## What to work on:
Whenever the word "through" occurs in a line of the material below, that line is counted. Report only the count.

## Given information:
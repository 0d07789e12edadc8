// src/session.rs
//! Client session holding the bearer credential.
//!
//! The session is an explicit, injected object rather than an ambient global
//! lookup: every API-calling function receives it, which keeps the gate and
//! auth checks independently testable. Absence of a credential is equivalent
//! to "not authenticated" and short-circuits before any backend call.

use chrono::{DateTime, Utc};
use jsonwebtoken::{decode, Algorithm, DecodingKey, Validation};
use serde::{Deserialize, Serialize};
use tracing::warn;

use crate::error::CoreError;

/// Claims the client reads from its own token. No signature verification
/// happens here: the token is only inspected for expiry, the backend remains
/// the authority on validity.
#[derive(Debug, Clone, Serialize, Deserialize)]
pub struct SessionClaims {
    pub sub: String,
    #[serde(default)]
    pub email: Option<String>,
    pub exp: usize,
    #[serde(default)]
    pub iat: Option<usize>,
}

#[derive(Debug, Clone, Default)]
pub struct Session {
    token: Option<String>,
}

impl Session {
    pub fn new(token: impl Into<String>) -> Self {
        Self {
            token: Some(token.into()),
        }
    }

    /// A session with no credential; every mutating call will short-circuit.
    pub fn anonymous() -> Self {
        Self { token: None }
    }

    pub fn is_authenticated(&self) -> bool {
        self.token.is_some()
    }

    /// The bearer credential, or `NotAuthenticated` when none is stored.
    pub fn bearer(&self) -> Result<&str, CoreError> {
        self.token.as_deref().ok_or(CoreError::NotAuthenticated)
    }

    /// Decode the token claims without verifying the signature.
    pub fn claims(&self) -> Option<SessionClaims> {
        let token = self.token.as_deref()?;
        let mut validation = Validation::new(Algorithm::HS256);
        validation.insecure_disable_signature_validation();
        validation.validate_exp = false;
        validation.validate_aud = false;

        match decode::<SessionClaims>(token, &DecodingKey::from_secret(&[]), &validation) {
            Ok(data) => Some(data.claims),
            Err(e) => {
                warn!("failed to decode session token claims: {}", e);
                None
            }
        }
    }

    /// Whether the token's `exp` claim has passed. An undecodable token is
    /// not reported as expired; the backend will reject it anyway.
    pub fn is_expired(&self, now: DateTime<Utc>) -> bool {
        self.claims()
            .map(|claims| (claims.exp as i64) <= now.timestamp())
            .unwrap_or(false)
    }
}
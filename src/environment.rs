// src/environment.rs
use anyhow::{Context, Result};
use serde::{Deserialize, Serialize};
use std::path::PathBuf;
use tracing::info;

#[derive(Debug, Clone, Serialize, Deserialize)]
pub struct EnvironmentConfig {
    pub backend_url: String,
    #[serde(default = "default_timeout_seconds")]
    pub timeout_seconds: u64,
}

fn default_timeout_seconds() -> u64 {
    30
}

#[derive(Debug, Deserialize)]
struct ConfigFile {
    local: EnvironmentConfig,
    production: EnvironmentConfig,
}

impl EnvironmentConfig {
    /// Load configuration based on environment
    pub fn load() -> Result<Self> {
        let environment = Self::get_environment();
        info!("Loading configuration for environment: {}", environment);

        let config_path = PathBuf::from("config.yaml");
        if !config_path.exists() {
            anyhow::bail!(
                "config.yaml not found in current directory. Client cannot start without configuration."
            );
        }

        let config_content =
            std::fs::read_to_string(&config_path).context("Failed to read config.yaml")?;

        Self::from_yaml(&config_content, &environment)
    }

    fn get_environment() -> String {
        std::env::var("CRYPGO_ENV")
            .or_else(|_| std::env::var("ENVIRONMENT"))
            .or_else(|_| std::env::var("ENV"))
            .unwrap_or_else(|_| "local".to_string())
    }

    fn from_yaml(content: &str, environment: &str) -> Result<Self> {
        let config_file: ConfigFile =
            serde_yaml::from_str(content).context("Failed to parse config.yaml")?;

        let config = match environment {
            "production" => config_file.production,
            _ => config_file.local,
        };

        if config.backend_url.is_empty() {
            anyhow::bail!("backend_url must not be empty");
        }

        Ok(config)
    }
}

#[cfg(test)]
mod tests {
    use super::*;

    const CONFIG: &str = r#"
local:
  backend_url: "http://localhost:8080"
  timeout_seconds: 5
production:
  backend_url: "https://api.crypgo.example"
"#;

    #[test]
    fn selects_section_by_environment() {
        let local = EnvironmentConfig::from_yaml(CONFIG, "local").unwrap();
        assert_eq!(local.backend_url, "http://localhost:8080");
        assert_eq!(local.timeout_seconds, 5);

        let production = EnvironmentConfig::from_yaml(CONFIG, "production").unwrap();
        assert_eq!(production.backend_url, "https://api.crypgo.example");
        assert_eq!(production.timeout_seconds, 30);
    }

    #[test]
    fn unknown_environment_falls_back_to_local() {
        let config = EnvironmentConfig::from_yaml(CONFIG, "staging").unwrap();
        assert_eq!(config.backend_url, "http://localhost:8080");
    }
}
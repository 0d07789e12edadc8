// src/core/mod.rs
//! Domain engine: transition rules, the setup gate, lifecycle accounting and
//! the HTTP adapter over the backend port.

pub mod automation;
pub mod gate;
pub mod inflight;
pub mod links;
pub mod service_client;
pub mod transitions;

pub use gate::{check_gate, GateDecision, SETUP_REDIRECT};
pub use inflight::{EntityKey, InFlight, InFlightGuard};
pub use links::LinkStore;
pub use service_client::HttpBackend;
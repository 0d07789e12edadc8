// src/lib.rs
//! Client-side core of the CrypGo job-application product.
//!
//! The views (dashboard, job feed, automation list) read state through
//! [`service::CrypgoClient`] and mutate it through the same object; all
//! status and run-state rules live in [`core`], and everything that does
//! real-world work sits behind the [`port::JobBackend`] collaborator.

pub mod core;
pub mod environment;
pub mod error;
pub mod port;
pub mod service;
pub mod session;
pub mod types;

pub use crate::core::{check_gate, GateDecision, HttpBackend, LinkStore};
pub use environment::EnvironmentConfig;
pub use error::CoreError;
pub use port::JobBackend;
pub use service::{CrypgoClient, Outcome};
pub use session::Session;
pub use types::{
    ApplicationStatus, AutomationDraft, AutomationId, AutomationRecord, BadgeCategory, JobId,
    JobRecord, LinkId, RunOutcome, RunState, SetupStatus, UserJobLink,
};

use tracing_subscriber::layer::SubscriberExt;
use tracing_subscriber::util::SubscriberInitExt;
use tracing_subscriber::{EnvFilter, Registry};

/// Initialize tracing for an embedding application. Library code only emits
/// events; the host decides where they go.
pub fn init_tracing() {
    Registry::default()
        .with(tracing_subscriber::fmt::layer())
        .with(EnvFilter::try_from_default_env().unwrap_or(EnvFilter::new("crypgo_core=info")))
        .init();
}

## Written solution:
2